Pena de muerte, versión vasca

La abolición de la pena de muerte en la Unión Europea ha supuesto un gigantesco paso adelante de la humanidad, tal vez solo comparable en grandeza con la abolición de la esclavitud. Sospecho que nos olvidamos de ello con demasiada frecuencia y que no nos congratulamos lo suficientemente de tan magnífica gesta. No oigo al Papa hablar de ella, por cierto, ni a sus obispos, siempre tan ambiguos en sus referencias a la pena capital pero tan seguros de sí mismos a la hora de anatemizar a abortistas, homosexuales y demás indeseables.

El apego a la brutalidad justiciera del Estado no cede fácilmente, desde luego. Recuerdo los interminables debates sobre el tema en Gran Bretaña de la década de los 50, y ahí es- tán los muchos estados de EEUU que siguen hoy con el mismo brutal sistema. Los conservadores británicos de entonces machacaban sin descanso con el pretendido valor disuasorio de la máxima pena, para ellos su principal justificación, y razonaban que, si se abolía, habría un incremento notable de crímenes violentos. Sus oponentes no daban el brazo a torcer y utilizaban un argumento moral que a mí siempre me ha parecido impecable.

O sea, que la pena de muerte (y todo castigo físico) sería inadmisible incluso si se pudiera demostrar su fuerza disuasoria. Y ello por obscena, por repugnante y por absolutamente reñida con la caridad, también con los encargados de ejecutar la pena y la sociedad misma, forzada, de algún modo, a contemplar el horror cometido en su nombre.

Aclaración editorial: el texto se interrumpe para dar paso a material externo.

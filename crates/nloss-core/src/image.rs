//! Image data structures

use crate::{Dimensions, NlossError, NlossResult, Pixel, Sample, SampleValue, ZERO_PIXEL};

/// A complex-valued RGB image held in memory.
///
/// Pixels are stored row-major, `[row][col]`, three samples per position.
/// The buffer is "loaded" exactly when a pixel array is allocated.
#[derive(Debug, Clone, Default, PartialEq)]
pub struct ImageData {
    dimensions: Dimensions,
    pixels: Option<Vec<Pixel>>,
}

impl ImageData {
    /// An empty, unloaded buffer
    pub fn new() -> Self {
        Self::default()
    }

    /// A loaded buffer of the given size with every sample at zero
    pub fn with_dimensions(width: usize, height: usize) -> Self {
        let mut image = Self::new();
        image.allocate(width, height);
        image
    }

    /// Builds a loaded buffer from 8-bit RGB triples in row-major order.
    pub fn from_rgb8(width: usize, height: usize, data: &[[u8; 3]]) -> NlossResult<Self> {
        let dimensions = Dimensions::new(width, height);
        if data.len() != dimensions.pixel_count() {
            return Err(NlossError::InvalidParameter(format!(
                "expected {} pixels for {}x{}, got {}",
                dimensions.pixel_count(),
                width,
                height,
                data.len()
            )));
        }

        let pixels = data
            .iter()
            .map(|rgb| [rgb[0].to_sample(), rgb[1].to_sample(), rgb[2].to_sample()])
            .collect();

        Ok(Self {
            dimensions,
            pixels: Some(pixels),
        })
    }

    /// Converts every pixel to 8-bit RGB, clamping and flooring real parts.
    pub fn to_rgb8(&self) -> NlossResult<Vec<[u8; 3]>> {
        let pixels = self.pixels()?;
        Ok(pixels
            .iter()
            .map(|p| {
                [
                    u8::from_sample(p[0]),
                    u8::from_sample(p[1]),
                    u8::from_sample(p[2]),
                ]
            })
            .collect())
    }

    /// Allocates a zeroed pixel array, replacing any previous contents
    pub fn allocate(&mut self, width: usize, height: usize) {
        self.dimensions = Dimensions::new(width, height);
        self.pixels = Some(vec![ZERO_PIXEL; self.dimensions.pixel_count()]);
    }

    /// Releases the pixel array and resets the dimensions
    pub fn clear(&mut self) {
        self.dimensions = Dimensions::default();
        self.pixels = None;
    }

    pub fn is_loaded(&self) -> bool {
        self.pixels.is_some()
    }

    pub fn width(&self) -> usize {
        self.dimensions.width
    }

    pub fn height(&self) -> usize {
        self.dimensions.height
    }

    pub fn dimensions(&self) -> Dimensions {
        self.dimensions
    }

    /// All pixels in row-major order
    pub fn pixels(&self) -> NlossResult<&[Pixel]> {
        self.pixels.as_deref().ok_or(NlossError::NoBufferLoaded)
    }

    pub fn pixels_mut(&mut self) -> NlossResult<&mut [Pixel]> {
        self.pixels.as_deref_mut().ok_or(NlossError::NoBufferLoaded)
    }

    /// One row of pixels
    pub fn row(&self, row: usize) -> NlossResult<&[Pixel]> {
        let width = self.width();
        let pixels = self.pixels()?;
        self.check_row(row)?;
        Ok(&pixels[row * width..(row + 1) * width])
    }

    pub fn row_mut(&mut self, row: usize) -> NlossResult<&mut [Pixel]> {
        self.check_row(row)?;
        let width = self.width();
        let pixels = self.pixels_mut()?;
        Ok(&mut pixels[row * width..(row + 1) * width])
    }

    /// Sample at `(row, col)` on `channel`
    pub fn sample(&self, row: usize, col: usize, channel: usize) -> NlossResult<Sample> {
        let index = self.index_of(row, col)?;
        let pixels = self.pixels()?;
        pixels[index]
            .get(channel)
            .copied()
            .ok_or_else(|| NlossError::InvalidParameter(format!("no channel {}", channel)))
    }

    pub fn set_sample(
        &mut self,
        row: usize,
        col: usize,
        channel: usize,
        value: Sample,
    ) -> NlossResult<()> {
        let index = self.index_of(row, col)?;
        let pixels = self.pixels_mut()?;
        let slot = pixels[index]
            .get_mut(channel)
            .ok_or_else(|| NlossError::InvalidParameter(format!("no channel {}", channel)))?;
        *slot = value;
        Ok(())
    }

    /// Applies `f` to every pixel in place
    pub fn map_pixels<F>(&mut self, mut f: F) -> NlossResult<()>
    where
        F: FnMut(&mut Pixel),
    {
        self.pixels_mut()?.iter_mut().for_each(|p| f(p));
        Ok(())
    }

    /// Applies `f` to every sample of every channel in place
    pub fn map_samples<F>(&mut self, mut f: F) -> NlossResult<()>
    where
        F: FnMut(Sample) -> Sample,
    {
        self.map_pixels(|p| {
            for s in p.iter_mut() {
                *s = f(*s);
            }
        })
    }

    fn check_row(&self, row: usize) -> NlossResult<()> {
        if row >= self.height() {
            return Err(NlossError::InvalidParameter(format!(
                "row {} out of range for height {}",
                row,
                self.height()
            )));
        }
        Ok(())
    }

    fn index_of(&self, row: usize, col: usize) -> NlossResult<usize> {
        self.check_row(row)?;
        if col >= self.width() {
            return Err(NlossError::InvalidParameter(format!(
                "column {} out of range for width {}",
                col,
                self.width()
            )));
        }
        Ok(row * self.width() + col)
    }
}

Ser ciudadano de una Europa que ha hecho posible tal prohibición, dando con ello un ejemplo de dignidad al resto del mundo --en primer lugar a Estados Unidos-- a mí me produce un inmenso orgullo. Y ser ciudadano de una España donde nadie, cuando ocurrió la bestialidad de Atocha, expresó añoranza, al menos públicamente, del viejo sistema bíblico de la ley de talión, del ojo por ojo y del diente por diente.
Por todo ello me están obsesionando y deprimiendo especialmente estos días los vascos (y las vascas) del entorno etarra, los únicos que en Europa siguen abogando por --e imponiendo-- la pena de muerte, aunque solo unos pocos aprieten el gatillo. Lo terrible es que lo hacen en nombre de una patria que dicen amar, como si tal pretensión fuera compatible con destrozar vidas inocentes y arruinar familias. Los asesinos de ETA saben --no fue el caso con Franco-- que el Estado español, si logra detenerlos, no los va a matar, sean cuales sean las barbaridades cometidas. La cobardía, así, es mayor. Viendo las imágenes televisivas de los políticos de ANV en Mondragón, tomando nota de su torva mirada amenazadora, tengo que reconocer que me cuesta trabajo practicar la caridad a la cual me acabo de referir y en la cual creo. Hace 16 años me tocó pasar varios días en dicha localidad con un equipo de la BBC que preparaba una serie documental sobre la nueva España democrática. No olvidaré nunca la experiencia. Fuimos por tierras vascas con el propósito de entender y contar las raíces del problema separatista, y lo que vimos y oímos en Mondragón, donde el terror casi adquiría solidez física, nos convenció de que la evolución del fanatismo aberzale hacia un nacionalismo razonable y no violento iba a ser trabajo de muchos años, tal vez décadas.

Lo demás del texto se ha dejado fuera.